The site was previously used long-term as the external film set for the BBC television series Casualty from 1986 until 2002 before relocating to Lawrence Hill Industrial Park. Permanent features were installed such as marked ambulance bays, a canopy roof, 'automatic' sliding front entrance doors (leading to a false corridor) and reversible 'Emergency Department' and hospital signage that could be covered when not filming. Occasionally, interior sets would be temporarily set up for example whenever a hospital managers office needed to be portrayed. All filming now takes place at a purpose-built set in Wales.

The College Green Centre includes the sixth form centre with around 400 students undertaking A-level courses and 1,200 on vocational courses. The Advanced Engineering Centre offers engineering, aeronautical, manufacturing and automotive courses. The South Bristol Skills Academy opened in 2010 close to Hengrove Leisure Centre and South Bristol Community Hospital.
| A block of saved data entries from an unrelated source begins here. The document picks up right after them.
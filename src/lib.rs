// Library surface for headless/integration tests and reuse.
// The terminal UI and CLI live in main.rs.
pub mod app_dirs;
pub mod clock;
pub mod config;
pub mod controls;
pub mod cue;
pub mod format;
pub mod round;
pub mod runtime;
pub mod tracker;
pub mod util;
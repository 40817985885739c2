pub fn mean(data: &[f64]) -> Option<f64> {
    let sum = data.iter().sum::<f64>();
    let count = data.len();

    match count {
        positive if positive > 0 => Some(sum / count as f64),
        _ => None,
    }
}

/// Apply a signed step to `value` and keep it inside `min..=max`
pub fn step_clamped(value: u32, delta: i64, min: u32, max: u32) -> u32 {
    (value as i64 + delta).clamp(min as i64, max as i64) as u32
}

#[cfg(test)]
mod tests {
    use super::*;

    #[test]
    fn test_mean() {
        assert_eq!(mean(&[30000., 40000.]), Some(35000.0));
        assert_eq!(mean(&[15., 7., 55., 12., 4.]), Some(18.6));
    }

    #[test]
    fn test_mean_single_value() {
        assert_eq!(mean(&[42.0]), Some(42.0));
    }

    #[test]
    fn test_mean_empty_slice() {
        assert_eq!(mean(&[]), None);
    }

    #[test]
    fn test_step_clamped() {
        assert_eq!(step_clamped(10, 5, 0, 100), 15);
        assert_eq!(step_clamped(3, -5, 0, 100), 0);
        assert_eq!(step_clamped(1, 1, 1, 2), 2);
        assert_eq!(step_clamped(2, 1, 1, 2), 2);
    }
}
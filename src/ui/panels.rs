use endclock::{
    config::{SettingField, Settings},
    format::{format_finish, format_optional_duration, format_time_of_day},
    round::RoundSnapshot,
    tracker::SegmentStats,
};
use ratatui::{
    buffer::Buffer,
    layout::{Alignment, Constraint, Direction, Layout, Rect},
    style::{Modifier, Style},
    text::{Line, Span},
    widgets::{Block, Borders, Cell, Paragraph, Row, Table, Widget},
};

use super::Palette;

pub fn render_settings(
    settings: &Settings,
    selected: SettingField,
    area: Rect,
    buf: &mut Buffer,
    palette: &Palette,
) {
    let chunks = Layout::default()
        .direction(Direction::Vertical)
        .margin(1)
        .constraints([
            Constraint::Length(3), // Title
            Constraint::Min(0),    // Settings table
            Constraint::Length(3), // Instructions
        ])
        .split(area);

    Paragraph::new("endclock · archery round timer")
        .block(Block::default().borders(Borders::ALL))
        .style(
            Style::default()
                .fg(palette.accent)
                .add_modifier(Modifier::BOLD),
        )
        .alignment(Alignment::Center)
        .render(chunks[0], buf);

    let rows: Vec<Row> = SettingField::ALL
        .iter()
        .map(|field| {
            let style = if *field == selected {
                Style::default()
                    .bg(palette.highlight_bg)
                    .add_modifier(Modifier::BOLD)
            } else {
                Style::default().fg(palette.fg)
            };
            Row::new(vec![
                Cell::from(field.label()),
                Cell::from(settings.value_text(*field)),
            ])
            .style(style)
        })
        .collect();

    let round = &settings.round;
    let title = format!(
        "Round: {} ends x {} line(s) = {} segments",
        round.total_ends(),
        round.line_count,
        round.total_segments()
    );

    Table::new(rows, [Constraint::Length(18), Constraint::Min(12)])
        .block(Block::default().borders(Borders::ALL).title(title))
        .render(chunks[1], buf);

    Paragraph::new(
        "↑/↓ select  ←/→ adjust  (p) preset  (t) theme\ns/enter start  (q) quit",
    )
    .style(
        Style::default()
            .fg(palette.dim)
            .add_modifier(Modifier::ITALIC),
    )
    .alignment(Alignment::Center)
    .render(chunks[2], buf);
}

pub fn render_stats(stats: &SegmentStats, area: Rect, buf: &mut Buffer, palette: &Palette) {
    let label = Style::default().fg(palette.dim);
    let value = Style::default().fg(palette.fg).add_modifier(Modifier::BOLD);

    let started = stats
        .started_at
        .map(format_time_of_day)
        .unwrap_or_else(|| "--:--".to_string());

    let lines = vec![
        Line::from(vec![
            Span::styled("Started at: ", label),
            Span::styled(started, value),
            Span::raw("   "),
            Span::styled("Total: ", label),
            Span::styled(format_optional_duration(stats.elapsed_ms), value),
        ]),
        Line::from(vec![
            Span::styled("Last End: ", label),
            Span::styled(format_optional_duration(stats.last_ms), value),
            Span::raw("   "),
            Span::styled("Avg End: ", label),
            Span::styled(
                format_optional_duration(stats.average_ms.map(|avg| avg as u64)),
                value,
            ),
            Span::raw("   "),
            Span::styled("Est Finish: ", label),
            Span::styled(format_finish(stats.finish), value),
        ]),
    ];

    Paragraph::new(lines)
        .block(Block::default().borders(Borders::TOP).title("Stats"))
        .alignment(Alignment::Center)
        .render(area, buf);
}

/// Key legend; actions the round would reject right now are dimmed
pub fn render_round_legend(snap: &RoundSnapshot, area: Rect, buf: &mut Buffer, palette: &Palette) {
    let enabled = Style::default().fg(palette.fg).add_modifier(Modifier::ITALIC);
    let disabled = Style::default()
        .fg(palette.dim)
        .add_modifier(Modifier::DIM);

    let pause_label = if snap.paused { "(d) resume" } else { "(d) pause" };
    let items = [
        (pause_label, snap.can_pause),
        ("(f) finish now", snap.can_finish_now),
        ("(space) next line/end", snap.can_advance),
        ("(j) restart end", snap.can_restart),
        ("(k) reset", true),
        ("(q) quit", true),
    ];

    let mut spans = Vec::with_capacity(items.len() * 2);
    for (i, (text, on)) in items.iter().enumerate() {
        if i > 0 {
            spans.push(Span::raw("  "));
        }
        spans.push(Span::styled(*text, if *on { enabled } else { disabled }));
    }

    Paragraph::new(Line::from(spans))
        .alignment(Alignment::Center)
        .render(area, buf);
}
The college has a range of partnership agreements with other educational facilities. For 13 years the foundation degree dance programmes were based at the Bristol Community Dance Centre. Diploma and degree courses have also been run at dBs Music. The Skills Centre South West also provides courses to help people get into work, foundation and key skills and English for speakers of other languages. The college has also been an academic sponsor of the Bristol Technology and Engineering Academy a University Technical College.

==Curriculum==
City of Bristol College offers over 1,000 courses at all levels for school leavers, adult learners and international students, as well as training packages for employers.

Courses include Diplomas, A Levels, Apprenticeships and NVQs. University level courses include Foundation Degrees, HNCs and Access to HE in partnership with University of Plymouth, Bath Spa University, University of the West of England, University of Gloucestershire and University of Bristol.